Mr. David Nicholson, manager of the Unit 1 (Southwick) Acid Recovery Plant in 1942-1943, recorded the following
shift pattern : 7 a.m. to 3 p.m., 3 p.m. to 11 p.m. and 11 p.m. to 7 a.m. Office staff such as Mr. Ferguson worked daytime
shifts. It also appears that the staff did not work 'fixed shifts' (i.e. 11 till 7 seeing no daylight) but that shifts
were staggered during a month. Mr. Nicholson's papers also confirmed Ena Bolton's comment that staff only had a half hour
in the canteen (messroom), so she and her friends used to cross the marshland on the steam pipe bases as a short cut to
their canteens, being a good half mile away.

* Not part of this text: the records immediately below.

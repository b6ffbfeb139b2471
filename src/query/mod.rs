//! Query building
//!
//! Turns the user's criteria (free-text term and/or language filter) into the
//! query string sent to the repository search provider.

use base64::engine::general_purpose::URL_SAFE_NO_PAD;
use base64::Engine as _;
use serde::{Deserialize, Serialize};

/// Popularity floor appended to every query
pub const DEFAULT_MIN_STARS: u32 = 10;

/// Languages offered by the language selector
pub const KNOWN_LANGUAGES: &[&str] = &[
    "C", "C#", "C++", "Clojure", "CSS", "Dart", "Elixir", "Go", "Haskell", "HTML", "Java",
    "JavaScript", "Julia", "Kotlin", "Lua", "Nix", "OCaml", "PHP", "Python", "R", "Ruby", "Rust",
    "Scala", "Shell", "Swift", "TypeScript", "Zig",
];

/// User supplied search criteria
///
/// Blank strings are normalized to `None`, so an all-`None` value is the
/// idle state.
#[derive(Debug, Clone, Default, PartialEq, Eq, Hash, Serialize, Deserialize)]
pub struct SearchCriteria {
    /// Language filter (e.g. "Rust")
    pub language: Option<String>,
    /// Free-text term
    pub term: Option<String>,
}

impl SearchCriteria {
    /// Create criteria, trimming both fields
    pub fn new(language: Option<&str>, term: Option<&str>) -> Self {
        Self {
            language: normalize(language),
            term: normalize(term),
        }
    }

    /// Criteria with only a language filter
    pub fn language(language: impl AsRef<str>) -> Self {
        Self::new(Some(language.as_ref()), None)
    }

    /// Criteria with only a free-text term
    pub fn term(term: impl AsRef<str>) -> Self {
        Self::new(None, Some(term.as_ref()))
    }

    /// Replace the language, keeping the term
    pub fn with_language(mut self, language: Option<&str>) -> Self {
        self.language = normalize(language);
        self
    }

    /// Replace the term, keeping the language
    pub fn with_term(mut self, term: Option<&str>) -> Self {
        self.term = normalize(term);
        self
    }

    /// Both fields absent
    pub fn is_empty(&self) -> bool {
        self.language.is_none() && self.term.is_none()
    }

    /// Whether text input with these criteria should schedule a search.
    ///
    /// A language selection always qualifies; otherwise the term needs at
    /// least `min_term_length` characters.
    pub fn is_debounce_eligible(&self, min_term_length: usize) -> bool {
        if self.language.is_some() {
            return true;
        }
        self.term
            .as_deref()
            .map(|t| t.chars().count() >= min_term_length)
            .unwrap_or(false)
    }
}

fn normalize(value: Option<&str>) -> Option<String> {
    value
        .map(str::trim)
        .filter(|v| !v.is_empty())
        .map(str::to_string)
}

/// Query string sent to the provider
#[derive(Debug, Clone, PartialEq, Eq, Hash, Serialize, Deserialize)]
pub struct Query(String);

impl Query {
    pub fn as_str(&self) -> &str {
        &self.0
    }

    /// Opaque cache key, safe for any characters in the query
    pub fn cache_key(&self) -> String {
        URL_SAFE_NO_PAD.encode(self.0.as_bytes())
    }
}

impl std::fmt::Display for Query {
    fn fmt(&self, f: &mut std::fmt::Formatter<'_>) -> std::fmt::Result {
        f.write_str(&self.0)
    }
}

impl AsRef<str> for Query {
    fn as_ref(&self) -> &str {
        &self.0
    }
}

/// Builds provider queries with a fixed popularity floor
#[derive(Debug, Clone, Copy)]
pub struct QueryBuilder {
    min_stars: u32,
}

impl QueryBuilder {
    pub fn new(min_stars: u32) -> Self {
        Self { min_stars }
    }

    /// Build the query for non-empty criteria.
    ///
    /// Callers route empty criteria to the idle state before getting here; an
    /// empty value still yields just the popularity floor.
    pub fn build(&self, criteria: &SearchCriteria) -> Query {
        let mut query = match (&criteria.term, &criteria.language) {
            (Some(term), Some(lang)) => format!("{} language:{}", term, lang),
            (None, Some(lang)) => format!("language:{}", lang),
            (Some(term), None) => term.clone(),
            (None, None) => String::new(),
        };

        if !query.is_empty() {
            query.push(' ');
        }
        query.push_str(&format!("stars:>{}", self.min_stars));

        Query(query)
    }
}

impl Default for QueryBuilder {
    fn default() -> Self {
        Self::new(DEFAULT_MIN_STARS)
    }
}

/// Build a query with the default popularity floor
pub fn build(criteria: &SearchCriteria) -> Query {
    QueryBuilder::default().build(criteria)
}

From various sources (including Jean Burnie and Katherine Mounsey) it is clear that staff worked a 48-hour week with only
one day off in the week. Staff worked the staggered time shifts, but were organised partly according to where they lived or were
billeted. There were references to a 'Dumfries Shift', a 'Dalbeattie Shift' and a Kirkcudbright and Castle Douglas Shift'.
Age vs. Beauty :
From the memories of Ena Bolton, one of the blending and packing staff, the women were assigned to duties according to
age and health. The older women - 'The auld maids in P6' - were employed in the more hazardous and fume-laden areas of
'Wet Mix' and cordite milling, whilst the younger women who had not had children yet were employed in Blending and Packing.

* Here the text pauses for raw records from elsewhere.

//! Template rendering with Tera

use anyhow::Result;
use serde::Serialize;
use tera::{Context, Tera};

/// Template renderer
pub struct Templates {
    tera: Tera,
}

impl Templates {
    /// Create a new template renderer with embedded templates
    pub fn new() -> Result<Self> {
        let mut tera = Tera::default();

        tera.add_raw_template("results.txt", include_str!("../templates/results.txt"))?;
        tera.add_raw_template("help.txt", include_str!("../templates/help.txt"))?;

        Ok(Self { tera })
    }

    /// Render a template with context
    pub fn render(&self, template: &str, context: &impl Serialize) -> Result<String> {
        let ctx = Context::from_serialize(context)?;
        Ok(self.tera.render(template, &ctx)?)
    }
}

Training for the women staff was what might be called today 'induction and in-service', although in the less-skilled
tasks the safety training had to be kept in mind in case boredom caused accidents.
The remarkable Katherine Mouncey (born Robertson) told the writer that Blending and Packing workers could start at age 18,
but Press House workers had to be at least 21.
The technical staff - the 'hill men' on nitration, the 'acid men' at the acid plant and the 'wet mix' staff in the Burette
Houses - did have protective clothing and were in the most danger from sudden fire or explosion. The 'Wet Mix' women also
had protective clothing and masks, as did those in the cordite milling area. Blending and packing women wore navy blue
over-gowns and gloves whilst handling the cordite. The runners or 'shovers' at Dalbeattie wore dark blue serge trousers and dark blue
jerseys, Katherine Mounsey confirming that the Press House staff also wore that uniform.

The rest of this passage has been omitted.